Hydrogen (H-2) and oxygen (O-2) are critical electron donors and acceptors to promote the anaerobic and aerobic microbial transformation of chlorinated hydrocarbons (CHCs), respectively. Electrochemical technology can effectively supply H-2 and O-2 directly to an aquifer. However, the response of CHC transformation and microbial community structure to joint H-2 and O-2 are still unclear. In this work, microcosms containing different combinations of H-2 and O-2 were constructed with natural sediments and nine mixed CHCs. The joint H-2 and O-2 microcosm (H-2/O-2 microcosm) significantly promoted the biotransformation of trichloroethylene (TCE), trans-dichloroethene (tDCE) and chloroform (CF). Illumina sequencing analyses suggested that a particular microbial community was formed in the H-2/O-2 microcosm. The specific microbial species included Methyloversatilis, Dechloromonas, Sediminibacterium, Pseudomonas, Acinetobacter, Curvibacter, Comamonas and Acidovorax, and the relative abundance of the tceA, phe and soxB genes synchronously increased.
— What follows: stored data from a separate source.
//! Codec Module
//!
//! Converts cached values to and from the bytes kept in the backing store.

use std::fmt::Display;
use std::marker::PhantomData;
use std::str::FromStr;

use serde::de::DeserializeOwned;
use serde::Serialize;

use crate::error::{CacheError, Result};

// == Codec ==
/// Value <-> bytes conversion used by the distributed cache.
///
/// `unmarshal` writes into a caller-supplied value so a codec can reuse the
/// destination; on error the destination is left unchanged.
pub trait Codec<V>: Send + Sync {
    fn marshal(&self, value: &V) -> Result<Vec<u8>>;

    fn unmarshal(&self, bytes: &[u8], value: &mut V) -> Result<()>;
}

mod sealed {
    pub trait Sealed {}
}

/// Primitive types carried by [`TextCodec`] as their textual form.
pub trait TextValue: sealed::Sealed + Display + FromStr {}

macro_rules! text_value {
    ($($ty:ty),* $(,)?) => {
        $(
            impl sealed::Sealed for $ty {}
            impl TextValue for $ty {}
        )*
    };
}

text_value!(
    bool, i8, i16, i32, i64, isize, u8, u16, u32, u64, usize, f32, f64, String,
);

// == Text Codec ==
/// Stores primitives as their decimal / literal text, readable by other
/// clients of the same store.
#[derive(Debug, Clone, Copy, Default)]
pub struct TextCodec;

impl<V: TextValue> Codec<V> for TextCodec {
    fn marshal(&self, value: &V) -> Result<Vec<u8>> {
        Ok(value.to_string().into_bytes())
    }

    fn unmarshal(&self, bytes: &[u8], value: &mut V) -> Result<()> {
        let text = std::str::from_utf8(bytes)
            .map_err(|e| CacheError::Serialization(format!("invalid utf-8: {}", e)))?;
        *value = text
            .parse()
            .map_err(|_| CacheError::Serialization(format!("cannot parse {:?}", text)))?;
        Ok(())
    }
}

// == JSON Codec ==
/// Stores any serde type as JSON.
pub struct JsonCodec<V> {
    _marker: PhantomData<fn() -> V>,
}

impl<V> JsonCodec<V> {
    pub fn new() -> Self {
        Self {
            _marker: PhantomData,
        }
    }
}

impl<V> Default for JsonCodec<V> {
    fn default() -> Self {
        Self::new()
    }
}

impl<V> Clone for JsonCodec<V> {
    fn clone(&self) -> Self {
        Self::new()
    }
}

impl<V> std::fmt::Debug for JsonCodec<V> {
    fn fmt(&self, f: &mut std::fmt::Formatter<'_>) -> std::fmt::Result {
        f.write_str("JsonCodec")
    }
}

impl<V> Codec<V> for JsonCodec<V>
where
    V: Serialize + DeserializeOwned,
{
    fn marshal(&self, value: &V) -> Result<Vec<u8>> {
        Ok(serde_json::to_vec(value)?)
    }

    fn unmarshal(&self, bytes: &[u8], value: &mut V) -> Result<()> {
        *value = serde_json::from_slice(bytes)?;
        Ok(())
    }
}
These results suggested that some specific microbes are potential CHC converters using H-2 and O-2 as energy sources, and aerobic and anaerobic transformations exist simultaneously in the H-2/O-2 microcosm. It provides a theoretical basis for establishing efficient green remediation technologies for CHC contaminated aquifers.

Automated summary

This study shows that the joint use of H-2 and O-2 can significantly promote the microbial transformation of chlorinated hydrocarbons. Illumina sequencing analyses revealed the formation of a specific microbial community in the H-2/O-2 microcosm, with certain microbes utilizing H-2 and O-2 as energy sources for chlorinated hydrocarbon conversion.